El abuso de la acusación constitucional
La acusación constitucional en contra de ministros de Estado ha sido un instrumento problemático durante nuestra historia. Distintos constituyentes (1828, 1933, 1925 y 1980) han intentado diseñar reglas para impedir el abuso de esta herramienta, exigiendo la concurrencia de causales específicas —delitos y otros ilícitos— que hay que acreditar para proceder a una destitución. Estas causales permiten distinguir la acusación constitucional del simple juicio político, tan característico de los sistemas parlamentarios. En estos, el jefe de Gobierno y su gabinete ejercen sus funciones mientras cuenten con la confianza del Parlamento. Si esto no ocurre, deben dejar el cargo, o como alternativa, se disuelve el Congreso y se convoca a nuevas elecciones. En el régimen presidencial chileno, en cambio, el Presidente ejerce sus funciones porque ha sido elegido directamente por los ciudadanos; es a ellos a los que se debe primariamente. Los ministros forman parte del Gobierno porque han sido designados por el jefe de Estado y se mantienen porque cuentan con su exclusiva confianza.
Lo anterior significa, desde el ángulo político, que en un régimen como el nuestro, los gobiernos son elegidos para implementar su programa, y el Presidente de la República designa a los ministros para promover e implementar su agenda pública. Los ministros pueden promover reformas, y los parlamentarios aprobarlas u oponerse a ellas, según los casos. A tales efectos, el Congreso tiene una serie de herramientas, desde el debate político libre y transparente hasta su esencial intervención legislativa, desde la fiscalización de los actos de Gobierno (tratándose de la Cámara de Diputados) hasta los requerimientos de inconstitucionalidad, según lo ameriten los casos. Puede, asimismo, acudir a diversos órganos, desde la Contraloría hasta el Consejo para la Transparencia, como en el actual caso de la ministra Marcela Cubillos.

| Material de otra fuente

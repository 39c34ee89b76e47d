use std::sync::Arc;

use axum::{
    body::Body,
    http::{self, Request, StatusCode},
    Router,
};
use http_body_util::BodyExt;
use serde_json::{json, Value};
use todo_app::{
    app::build_app,
    auth::repo::{User, UserStore},
    config::AppConfig,
    memory::MemoryStore,
    state::AppState,
};
use tower::ServiceExt;
use uuid::Uuid;

fn test_app() -> Router {
    build_app(AppState::in_memory(Arc::new(AppConfig::for_tests())))
}

async fn send(app: &Router, method: &str, uri: &str, token: Option<&str>, body: Option<Value>) -> (StatusCode, Value) {
    let mut builder = Request::builder().method(method).uri(uri);
    if let Some(token) = token {
        builder = builder.header(http::header::AUTHORIZATION, format!("Bearer {token}"));
    }
    let request = match body {
        Some(body) => builder
            .header(http::header::CONTENT_TYPE, "application/json")
            .body(Body::from(body.to_string()))
            .unwrap(),
        None => builder.body(Body::empty()).unwrap(),
    };

    let response = app.clone().oneshot(request).await.unwrap();
    let status = response.status();
    let bytes = response.into_body().collect().await.unwrap().to_bytes();
    let json = serde_json::from_slice(&bytes).unwrap_or(Value::Null);
    (status, json)
}

async fn register(app: &Router, email: &str) -> String {
    let (status, body) = send(
        app,
        "POST",
        "/api/auth/register",
        None,
        Some(json!({"email": email, "password": "password123"})),
    )
    .await;
    assert_eq!(status, StatusCode::CREATED, "{body}");
    body["accessToken"].as_str().unwrap().to_string()
}

// --- auth ---

#[tokio::test]
async fn health_is_public() {
    let app = test_app();
    let response = app
        .oneshot(Request::builder().uri("/api/health").body(Body::empty()).unwrap())
        .await
        .unwrap();
    assert_eq!(response.status(), StatusCode::OK);
}

#[tokio::test]
async fn todo_routes_require_a_token() {
    let app = test_app();
    let (status, body) = send(&app, "GET", "/api/todo_items", None, None).await;
    assert_eq!(status, StatusCode::UNAUTHORIZED);
    assert_eq!(body["error"], "missing Authorization header");

    let (status, _) = send(&app, "GET", "/api/todo_items", Some("garbage"), None).await;
    assert_eq!(status, StatusCode::UNAUTHORIZED);
}

#[tokio::test]
async fn register_login_and_me() {
    let app = test_app();
    let token = register(&app, "Hello@HelloWorld.com").await;

    let (status, me) = send(&app, "GET", "/api/me", Some(&token), None).await;
    assert_eq!(status, StatusCode::OK);
    assert_eq!(me["email"], "hello@helloworld.com");
    assert!(me.get("password_hash").is_none());

    let (status, body) = send(
        &app,
        "POST",
        "/api/auth/login",
        None,
        Some(json!({"email": "hello@helloworld.com", "password": "password123"})),
    )
    .await;
    assert_eq!(status, StatusCode::OK);
    assert!(body["refreshToken"].is_string());

    let (status, _) = send(
        &app,
        "POST",
        "/api/auth/login",
        None,
        Some(json!({"email": "hello@helloworld.com", "password": "wrong-password"})),
    )
    .await;
    assert_eq!(status, StatusCode::UNAUTHORIZED);
}

#[tokio::test]
async fn register_rejects_duplicates_and_weak_input() {
    let app = test_app();
    register(&app, "a@example.com").await;

    let (status, _) = send(
        &app,
        "POST",
        "/api/auth/register",
        None,
        Some(json!({"email": "a@example.com", "password": "password123"})),
    )
    .await;
    assert_eq!(status, StatusCode::CONFLICT);

    let (status, _) = send(
        &app,
        "POST",
        "/api/auth/register",
        None,
        Some(json!({"email": "b@example.com", "password": "short"})),
    )
    .await;
    assert_eq!(status, StatusCode::BAD_REQUEST);

    let (status, _) = send(
        &app,
        "POST",
        "/api/auth/register",
        None,
        Some(json!({"email": "nope", "password": "password123"})),
    )
    .await;
    assert_eq!(status, StatusCode::BAD_REQUEST);
}

#[tokio::test]
async fn refresh_token_issues_new_access_token() {
    let app = test_app();
    let (_, body) = send(
        &app,
        "POST",
        "/api/auth/register",
        None,
        Some(json!({"email": "r@example.com", "password": "password123"})),
    )
    .await;
    let refresh = body["refreshToken"].as_str().unwrap();
    let access = body["accessToken"].as_str().unwrap();

    let (status, renewed) = send(&app, "POST", "/api/auth/refresh", None, Some(json!({"refreshToken": refresh}))).await;
    assert_eq!(status, StatusCode::OK);
    assert!(renewed["accessToken"].is_string());

    let (status, _) = send(&app, "POST", "/api/auth/refresh", None, Some(json!({"refreshToken": access}))).await;
    assert_eq!(status, StatusCode::UNAUTHORIZED);

    // a refresh token is not accepted as an access token
    let (status, _) = send(&app, "GET", "/api/todo_items", Some(refresh), None).await;
    assert_eq!(status, StatusCode::UNAUTHORIZED);
}

// --- todo items ---

#[tokio::test]
async fn todo_item_lifecycle() {
    let app = test_app();
    let token = register(&app, "owner@example.com").await;
    let t = Some(token.as_str());

    let (status, created) = send(&app, "POST", "/api/todo_items", t, Some(json!({"content": "Buy milk"}))).await;
    assert_eq!(status, StatusCode::CREATED);
    assert_eq!(created["id"], 1);
    assert_eq!(created["content"], "Buy milk");
    assert!(created["completedAt"].is_null());

    let (status, done) = send(
        &app,
        "PUT",
        "/api/todo_items/1",
        t,
        Some(json!({"completedAt": "2024-01-01T00:00:00Z"})),
    )
    .await;
    assert_eq!(status, StatusCode::OK);
    assert_eq!(done["completedAt"], "2024-01-01T00:00:00Z");
    assert_eq!(done["content"], "Buy milk");

    let (status, cleared) = send(&app, "PATCH", "/api/todo_items/1", t, Some(json!({}))).await;
    assert_eq!(status, StatusCode::OK);
    assert!(cleared["completedAt"].is_null());

    let (status, shown) = send(&app, "GET", "/api/todo_items/1", t, None).await;
    assert_eq!(status, StatusCode::OK);
    assert_eq!(shown["content"], "Buy milk");

    let (status, deleted) = send(&app, "DELETE", "/api/todo_items/1", t, None).await;
    assert_eq!(status, StatusCode::OK);
    assert_eq!(deleted["id"], 1);
    assert_eq!(deleted["content"], "Buy milk");

    let (status, body) = send(&app, "DELETE", "/api/todo_items/1", t, None).await;
    assert_eq!(status, StatusCode::NOT_FOUND);
    assert_eq!(body["error"], "todo item not found");
}

#[tokio::test]
async fn blank_content_is_a_validation_error() {
    let app = test_app();
    let token = register(&app, "v@example.com").await;
    let t = Some(token.as_str());

    for body in [json!({"content": ""}), json!({"content": "   "}), json!({})] {
        let (status, err) = send(&app, "POST", "/api/todo_items", t, Some(body)).await;
        assert_eq!(status, StatusCode::UNPROCESSABLE_ENTITY);
        assert_eq!(err["field"], "content");
    }

    let (_, items) = send(&app, "GET", "/api/todo_items", t, None).await;
    assert_eq!(items, json!([]));
}

#[tokio::test]
async fn create_trims_and_accepts_wrapped_body() {
    let app = test_app();
    let token = register(&app, "w@example.com").await;
    let t = Some(token.as_str());

    let (status, created) = send(
        &app,
        "POST",
        "/api/todo_items",
        t,
        Some(json!({"todo_item": {"content": "  Walk dog  ", "completed_at": "2024-03-01T12:00:00Z"}})),
    )
    .await;
    assert_eq!(status, StatusCode::CREATED);
    assert_eq!(created["content"], "Walk dog");
    assert_eq!(created["completedAt"], "2024-03-01T12:00:00Z");
}

#[tokio::test]
async fn malformed_json_gets_a_json_error_body() {
    let app = test_app();
    let token = register(&app, "m@example.com").await;
    let request = Request::builder()
        .method("POST")
        .uri("/api/todo_items")
        .header(http::header::AUTHORIZATION, format!("Bearer {token}"))
        .header(http::header::CONTENT_TYPE, "application/json")
        .body(Body::from("{not json"))
        .unwrap();
    let response = app.oneshot(request).await.unwrap();
    assert_eq!(response.status(), StatusCode::BAD_REQUEST);
    let bytes = response.into_body().collect().await.unwrap().to_bytes();
    let body: Value = serde_json::from_slice(&bytes).unwrap();
    assert!(body["error"].is_string());
}

#[tokio::test]
async fn list_is_scoped_to_owner_and_filterable() {
    let app = test_app();
    let alice = register(&app, "alice@example.com").await;
    let bob = register(&app, "bob@example.com").await;

    for content in ["Buy milk", "Buy eggs", "Walk dog"] {
        send(&app, "POST", "/api/todo_items", Some(&alice), Some(json!({"content": content}))).await;
    }
    send(&app, "POST", "/api/todo_items", Some(&bob), Some(json!({"content": "Buy bread"}))).await;

    let (_, all) = send(&app, "GET", "/api/todo_items", Some(&alice), None).await;
    let contents: Vec<&str> = all.as_array().unwrap().iter().map(|t| t["content"].as_str().unwrap()).collect();
    assert_eq!(contents, ["Buy milk", "Buy eggs", "Walk dog"]);

    let (_, hits) = send(&app, "GET", "/api/todo_items?query=Buy", Some(&alice), None).await;
    assert_eq!(hits.as_array().unwrap().len(), 2);

    let (_, none) = send(&app, "GET", "/api/todo_items?query=buy", Some(&alice), None).await;
    assert_eq!(none, json!([]));

    let (_, bobs) = send(&app, "GET", "/api/todo_items", Some(&bob), None).await;
    assert_eq!(bobs.as_array().unwrap().len(), 1);
}

#[tokio::test]
async fn foreign_items_read_as_not_found() {
    let app = test_app();
    let alice = register(&app, "alice@example.com").await;
    let bob = register(&app, "bob@example.com").await;

    let (_, item) = send(&app, "POST", "/api/todo_items", Some(&alice), Some(json!({"content": "private"}))).await;
    let uri = format!("/api/todo_items/{}", item["id"]);

    let (status, _) = send(&app, "GET", &uri, Some(&bob), None).await;
    assert_eq!(status, StatusCode::NOT_FOUND);
    let (status, _) = send(&app, "PUT", &uri, Some(&bob), Some(json!({"content": "mine now"}))).await;
    assert_eq!(status, StatusCode::NOT_FOUND);
    let (status, _) = send(&app, "DELETE", &uri, Some(&bob), None).await;
    assert_eq!(status, StatusCode::NOT_FOUND);

    let (status, still) = send(&app, "GET", &uri, Some(&alice), None).await;
    assert_eq!(status, StatusCode::OK);
    assert_eq!(still["content"], "private");
}

#[tokio::test]
async fn update_unknown_id_is_not_found() {
    let app = test_app();
    let token = register(&app, "u@example.com").await;
    let (status, _) = send(&app, "PUT", "/api/todo_items/999", Some(&token), Some(json!({}))).await;
    assert_eq!(status, StatusCode::NOT_FOUND);
}

#[tokio::test]
async fn malformed_path_and_query_get_json_error_bodies() {
    let app = test_app();
    let token = register(&app, "p@example.com").await;
    let t = Some(token.as_str());

    for (method, uri) in [
        ("GET", "/api/todo_items/abc"),
        ("DELETE", "/api/todo_items/abc"),
        ("GET", "/api/todo_items/99999999999999999999"),
        ("GET", "/api/todo_items?query=a&query=b"),
    ] {
        let (status, body) = send(&app, method, uri, t, None).await;
        assert_eq!(status, StatusCode::BAD_REQUEST, "{method} {uri}");
        assert!(body["error"].is_string(), "{method} {uri}: {body}");
    }

    let (status, body) = send(&app, "PUT", "/api/todo_items/abc", t, Some(json!({"content": "x"}))).await;
    assert_eq!(status, StatusCode::BAD_REQUEST);
    assert!(body["error"].is_string());
}

#[tokio::test]
async fn update_replaces_trimmed_content_and_clears_completion() {
    let app = test_app();
    let token = register(&app, "edit@example.com").await;
    let t = Some(token.as_str());

    let (_, created) = send(
        &app,
        "POST",
        "/api/todo_items",
        t,
        Some(json!({"content": "old", "completedAt": "2024-01-01T00:00:00Z"})),
    )
    .await;
    let uri = format!("/api/todo_items/{}", created["id"]);
    tokio::time::sleep(std::time::Duration::from_millis(5)).await;

    let (status, updated) = send(&app, "PUT", &uri, t, Some(json!({"content": "  new  "}))).await;
    assert_eq!(status, StatusCode::OK);
    assert_eq!(updated["content"], "new");
    assert!(updated["completedAt"].is_null());
    assert_eq!(updated["createdAt"], created["createdAt"]);

    let before = time::OffsetDateTime::parse(
        created["updatedAt"].as_str().unwrap(),
        &time::format_description::well_known::Rfc3339,
    )
    .unwrap();
    let after = time::OffsetDateTime::parse(
        updated["updatedAt"].as_str().unwrap(),
        &time::format_description::well_known::Rfc3339,
    )
    .unwrap();
    assert!(after > before);

    let (_, shown) = send(&app, "GET", &uri, t, None).await;
    assert_eq!(shown["content"], "new");
}

/// Never finds an existing email, so every duplicate reaches the insert.
struct BlindLookup(MemoryStore);

#[axum::async_trait]
impl UserStore for BlindLookup {
    async fn find_by_email(&self, _email: &str) -> anyhow::Result<Option<User>> {
        Ok(None)
    }

    async fn find_by_id(&self, id: Uuid) -> anyhow::Result<Option<User>> {
        self.0.find_by_id(id).await
    }

    async fn create(&self, email: &str, password_hash: &str) -> anyhow::Result<Option<User>> {
        UserStore::create(&self.0, email, password_hash).await
    }
}

#[tokio::test]
async fn duplicate_email_at_insert_time_is_a_conflict() {
    let store = MemoryStore::new();
    let app = build_app(AppState::from_parts(
        Arc::new(store.clone()),
        Arc::new(BlindLookup(store)),
        Arc::new(AppConfig::for_tests()),
    ));
    register(&app, "race@example.com").await;

    let (status, body) = send(
        &app,
        "POST",
        "/api/auth/register",
        None,
        Some(json!({"email": "race@example.com", "password": "password123"})),
    )
    .await;
    assert_eq!(status, StatusCode::CONFLICT);
    assert_eq!(body["error"], "email already registered");
}

#[tokio::test]
async fn concurrent_registrations_yield_one_account() {
    let app = test_app();
    let body = json!({"email": "twin@example.com", "password": "password123"});
    let (first, second) = tokio::join!(
        send(&app, "POST", "/api/auth/register", None, Some(body.clone())),
        send(&app, "POST", "/api/auth/register", None, Some(body.clone())),
    );
    let mut statuses = [first.0, second.0];
    statuses.sort();
    assert_eq!(statuses, [StatusCode::CREATED, StatusCode::CONFLICT]);
}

Pero hay algo que el Congreso no debe hacer: ejercer la acusación constitucional para destituir a un ministro porque un grupo de diputados discuerda de su gestión política, o porque considera, casi como en un régimen parlamentario, que no cuenta con la confianza. Esto es un abuso de la acusación constitucional: ella no fue creada para tal fin.
Y, sin embargo, a lo largo de nuestra historia constitucional, la acusación se ha utilizado en diversas ocasiones —sería muy oneroso referirlas aquí— en este sentido. Las causales de destitución (excepcionales, para casos graves y de evidente ilicitud) pasan a interpretarse de manera amplia y genérica, como soporte exterior y cosmético de un desacuerdo político a la gestión de un ministro de Estado. Tras ese desacuerdo, late el objetivo real: la desestabilización de un gobierno o la caída de un ministerio. Las discordancias naturales entre ambos extremos —gobierno y oposición— ya no se saldan en el Congreso, ni a través de las instituciones republicanas normales, sino a través de la acusación constitucional, en un ejercicio paradigmático de desviación de fines.

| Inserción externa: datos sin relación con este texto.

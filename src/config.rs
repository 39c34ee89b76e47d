use anyhow::Context;
use serde::Deserialize;

#[derive(Debug, Clone, Deserialize)]
pub struct JwtConfig {
    pub secret: String,
    pub issuer: String,
    pub audience: String,
    pub ttl_minutes: i64,
    pub refresh_ttl_minutes: i64,
}

/// Which store implementation backs the API.
#[derive(Debug, Clone, Copy, PartialEq, Eq, Deserialize)]
#[serde(rename_all = "lowercase")]
pub enum StoreBackend {
    Postgres,
    Memory,
}

impl std::str::FromStr for StoreBackend {
    type Err = anyhow::Error;

    fn from_str(s: &str) -> Result<Self, Self::Err> {
        match s.trim().to_ascii_lowercase().as_str() {
            "postgres" | "pg" => Ok(Self::Postgres),
            "memory" | "mem" => Ok(Self::Memory),
            other => anyhow::bail!("unknown STORE_BACKEND {other:?}"),
        }
    }
}

#[derive(Debug, Clone, Deserialize)]
pub struct AppConfig {
    pub store_backend: StoreBackend,
    pub database_url: Option<String>,
    pub jwt: JwtConfig,
    pub host: String,
    pub port: u16,
}

impl AppConfig {
    pub fn from_env() -> anyhow::Result<Self> {
        let store_backend = match std::env::var("STORE_BACKEND") {
            Ok(v) => v.parse()?,
            Err(_) => StoreBackend::Postgres,
        };
        let database_url = std::env::var("DATABASE_URL").ok();
        if store_backend == StoreBackend::Postgres && database_url.is_none() {
            anyhow::bail!("DATABASE_URL must be set when STORE_BACKEND=postgres");
        }

        let jwt = JwtConfig {
            secret: std::env::var("JWT_SECRET").context("JWT_SECRET must be set")?,
            issuer: std::env::var("JWT_ISSUER").unwrap_or_else(|_| "todo-app".into()),
            audience: std::env::var("JWT_AUDIENCE").unwrap_or_else(|_| "todo-app-users".into()),
            ttl_minutes: env_parse("JWT_TTL_MINUTES").unwrap_or(60),
            refresh_ttl_minutes: env_parse("JWT_REFRESH_TTL_MINUTES").unwrap_or(60 * 24 * 14),
        };

        Ok(Self {
            store_backend,
            database_url,
            jwt,
            host: std::env::var("APP_HOST").unwrap_or_else(|_| "0.0.0.0".into()),
            port: env_parse("APP_PORT").unwrap_or(8080),
        })
    }

    /// In-memory configuration with a fixed signing secret.
    pub fn for_tests() -> Self {
        Self {
            store_backend: StoreBackend::Memory,
            database_url: None,
            jwt: JwtConfig {
                secret: "test-secret".into(),
                issuer: "test".into(),
                audience: "test".into(),
                ttl_minutes: 5,
                refresh_ttl_minutes: 60,
            },
            host: "127.0.0.1".into(),
            port: 0,
        }
    }

    pub fn bind_addr(&self) -> String {
        format!("{}:{}", self.host, self.port)
    }
}

fn env_parse<T: std::str::FromStr>(key: &str) -> Option<T> {
    std::env::var(key).ok().and_then(|v| v.parse::<T>().ok())
}
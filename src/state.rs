use std::sync::Arc;

use anyhow::Context;
use sqlx::{postgres::PgPoolOptions, PgPool};

use crate::auth::repo::{PgUserStore, UserStore};
use crate::config::{AppConfig, StoreBackend};
use crate::memory::MemoryStore;
use crate::todos::repo::{PgTodoStore, TodoStore};

#[derive(Clone)]
pub struct AppState {
    pub todos: Arc<dyn TodoStore>,
    pub users: Arc<dyn UserStore>,
    pub config: Arc<AppConfig>,
}

impl AppState {
    pub async fn init() -> anyhow::Result<Self> {
        let config = Arc::new(AppConfig::from_env()?);
        Self::from_config(config).await
    }

    pub async fn from_config(config: Arc<AppConfig>) -> anyhow::Result<Self> {
        match config.store_backend {
            StoreBackend::Memory => {
                tracing::warn!("using in-memory store; data is lost on restart");
                Ok(Self::in_memory(config))
            }
            StoreBackend::Postgres => {
                let url = config
                    .database_url
                    .as_deref()
                    .context("DATABASE_URL is required for the postgres store")?;
                let db = PgPoolOptions::new()
                    .max_connections(10)
                    .connect(url)
                    .await
                    .context("connect to database")?;

                run_migrations(&db).await?;

                Ok(Self {
                    todos: Arc::new(PgTodoStore::new(db.clone())),
                    users: Arc::new(PgUserStore::new(db)),
                    config,
                })
            }
        }
    }

    pub fn in_memory(config: Arc<AppConfig>) -> Self {
        let store = MemoryStore::new();
        Self::from_parts(Arc::new(store.clone()), Arc::new(store), config)
    }

    pub fn from_parts(
        todos: Arc<dyn TodoStore>,
        users: Arc<dyn UserStore>,
        config: Arc<AppConfig>,
    ) -> Self {
        Self {
            todos,
            users,
            config,
        }
    }
}

/// Applies `migrations/`. The server does not start on a schema it can't migrate.
pub async fn run_migrations(db: &PgPool) -> anyhow::Result<()> {
    sqlx::migrate!("./migrations")
        .run(db)
        .await
        .context("run migrations")?;
    tracing::info!("migrations applied");
    Ok(())
}
use argon2::{
    password_hash::{PasswordHash, PasswordHasher, PasswordVerifier, SaltString},
    Argon2,
};
use lazy_static::lazy_static;
use rand::rngs::OsRng;
use regex::Regex;

use crate::error::{AppError, AppResult};

pub const MIN_PASSWORD_LEN: usize = 8;

lazy_static! {
    static ref EMAIL_RE: Regex = Regex::new(r"^[^@\s]+@[^@\s]+\.[^@\s]+$").unwrap();
}

/// Lower-cases and trims `email`, then checks its shape.
pub fn normalize_email(email: &str) -> AppResult<String> {
    let email = email.trim().to_lowercase();
    if !EMAIL_RE.is_match(&email) {
        return Err(AppError::BadRequest("invalid email".into()));
    }
    Ok(email)
}

pub fn check_password_strength(password: &str) -> AppResult<()> {
    if password.chars().count() < MIN_PASSWORD_LEN {
        return Err(AppError::BadRequest(format!(
            "password must be at least {MIN_PASSWORD_LEN} characters"
        )));
    }
    Ok(())
}

pub fn hash_password(plain: &str) -> anyhow::Result<String> {
    let salt = SaltString::generate(&mut OsRng);
    let hash = Argon2::default()
        .hash_password(plain.as_bytes(), &salt)
        .map_err(|e| anyhow::anyhow!("argon2 hash: {e}"))?;
    Ok(hash.to_string())
}

pub fn verify_password(plain: &str, hash: &str) -> anyhow::Result<bool> {
    let parsed = PasswordHash::new(hash).map_err(|e| anyhow::anyhow!("argon2 parse: {e}"))?;
    Ok(Argon2::default()
        .verify_password(plain.as_bytes(), &parsed)
        .is_ok())
}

Sin ir más lejos, así sucedió con los dos últimos ministros que fueron destituidos: Harald Beyer (2013) y Yasna Provoste (2008), actual senadora. La defensa de la exministra Provoste, don Luis Bates (que a su vez también fue “acusado” el año 2004, cuando era ministro del expresidente Ricardo Lagos), indicó entonces que la acusación constitucional, tal como estaba siendo utilizada, erosionaba “el corazón mismo del sistema presidencial de Gobierno (…), lo que se está cuestionando en esta acusación constitucional es la gestión, el desempeño (…)”. “Se está atacando indirectamente la responsabilidad política de la ministra, lo cual (…) es propio de un sistema parlamentario de Gobierno”. “Entendida la inejecución de la ley, que es la causal que se toma, en un sentido extensivo, amplio (…), el Congreso Nacional podría juzgar en el futuro cada una de las omisiones del Gobierno. Y como bien sabemos, eso es propio de un sistema parlamentario. Y terminaría imponiendo el día de mañana los estándares de gestión de los ministros de Estado”.

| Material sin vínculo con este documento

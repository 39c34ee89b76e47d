use std::time::Duration;

use axum::{
    async_trait,
    extract::{FromRef, FromRequestParts},
    http::{header::AUTHORIZATION, request::Parts},
};
use jsonwebtoken::{decode, encode, DecodingKey, EncodingKey, Header, Validation};
use time::{Duration as TimeDuration, OffsetDateTime};
use tracing::{debug, warn};
use uuid::Uuid;

use super::claims::{Claims, TokenKind};
use crate::{config::JwtConfig, error::AppError, state::AppState};

#[derive(Clone)]
pub struct JwtKeys {
    encoding: EncodingKey,
    decoding: DecodingKey,
    issuer: String,
    audience: String,
    access_ttl: Duration,
    refresh_ttl: Duration,
}

impl From<&JwtConfig> for JwtKeys {
    fn from(cfg: &JwtConfig) -> Self {
        Self {
            encoding: EncodingKey::from_secret(cfg.secret.as_bytes()),
            decoding: DecodingKey::from_secret(cfg.secret.as_bytes()),
            issuer: cfg.issuer.clone(),
            audience: cfg.audience.clone(),
            access_ttl: Duration::from_secs(cfg.ttl_minutes.max(0) as u64 * 60),
            refresh_ttl: Duration::from_secs(cfg.refresh_ttl_minutes.max(0) as u64 * 60),
        }
    }
}

impl FromRef<AppState> for JwtKeys {
    fn from_ref(state: &AppState) -> Self {
        JwtKeys::from(&state.config.jwt)
    }
}

impl JwtKeys {
    fn sign(&self, user_id: Uuid, kind: TokenKind) -> anyhow::Result<String> {
        let now = OffsetDateTime::now_utc();
        let ttl = match kind {
            TokenKind::Access => self.access_ttl,
            TokenKind::Refresh => self.refresh_ttl,
        };
        let exp = now + TimeDuration::seconds(ttl.as_secs() as i64);
        let claims = Claims {
            sub: user_id,
            iat: now.unix_timestamp() as usize,
            exp: exp.unix_timestamp() as usize,
            iss: self.issuer.clone(),
            aud: self.audience.clone(),
            kind,
        };
        let token = encode(&Header::default(), &claims, &self.encoding)?;
        debug!(%user_id, ?kind, "jwt signed");
        Ok(token)
    }

    pub fn sign_access(&self, user_id: Uuid) -> anyhow::Result<String> {
        self.sign(user_id, TokenKind::Access)
    }

    pub fn sign_refresh(&self, user_id: Uuid) -> anyhow::Result<String> {
        self.sign(user_id, TokenKind::Refresh)
    }

    /// Checks signature, expiry, issuer, audience and the expected token kind.
    pub fn verify(&self, token: &str, expected: TokenKind) -> anyhow::Result<Claims> {
        let mut validation = Validation::default();
        validation.set_audience(std::slice::from_ref(&self.audience));
        validation.set_issuer(std::slice::from_ref(&self.issuer));
        let claims = decode::<Claims>(token, &self.decoding, &validation)?.claims;
        if claims.kind != expected {
            anyhow::bail!("expected {expected:?} token, got {:?}", claims.kind);
        }
        Ok(claims)
    }
}

/// The authenticated caller, taken from an `Authorization: Bearer` access token.
#[derive(Debug, Clone, Copy)]
pub struct AuthUser(pub Uuid);

#[async_trait]
impl<S> FromRequestParts<S> for AuthUser
where
    S: Send + Sync,
    JwtKeys: FromRef<S>,
{
    type Rejection = AppError;

    async fn from_request_parts(parts: &mut Parts, state: &S) -> Result<Self, Self::Rejection> {
        let header = parts
            .headers
            .get(AUTHORIZATION)
            .and_then(|v| v.to_str().ok())
            .ok_or_else(|| AppError::unauthorized("missing Authorization header"))?;

        let token = header
            .strip_prefix("Bearer ")
            .or_else(|| header.strip_prefix("bearer "))
            .ok_or_else(|| AppError::unauthorized("invalid auth scheme"))?;

        let claims = JwtKeys::from_ref(state)
            .verify(token, TokenKind::Access)
            .map_err(|e| {
                warn!(error = %e, "rejected access token");
                AppError::unauthorized("invalid or expired token")
            })?;

        Ok(AuthUser(claims.sub))
    }
}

Es precisamente eso lo que está ocurriendo ahora a propósito de la ministra Cubillos. Con varias consecuencias suplementarias: los promotores de la acusación cierran las puertas a dialogar sobre la mejor agenda de educación para el país, reducen considerablemente la deliberación política y erosionan, de paso, el sistema presidencial.
Hoy, en el contexto de la acusación contra la actual ministra de Educación, los parlamentarios tienen una oportunidad histórica para poner término a este perverso precedente político.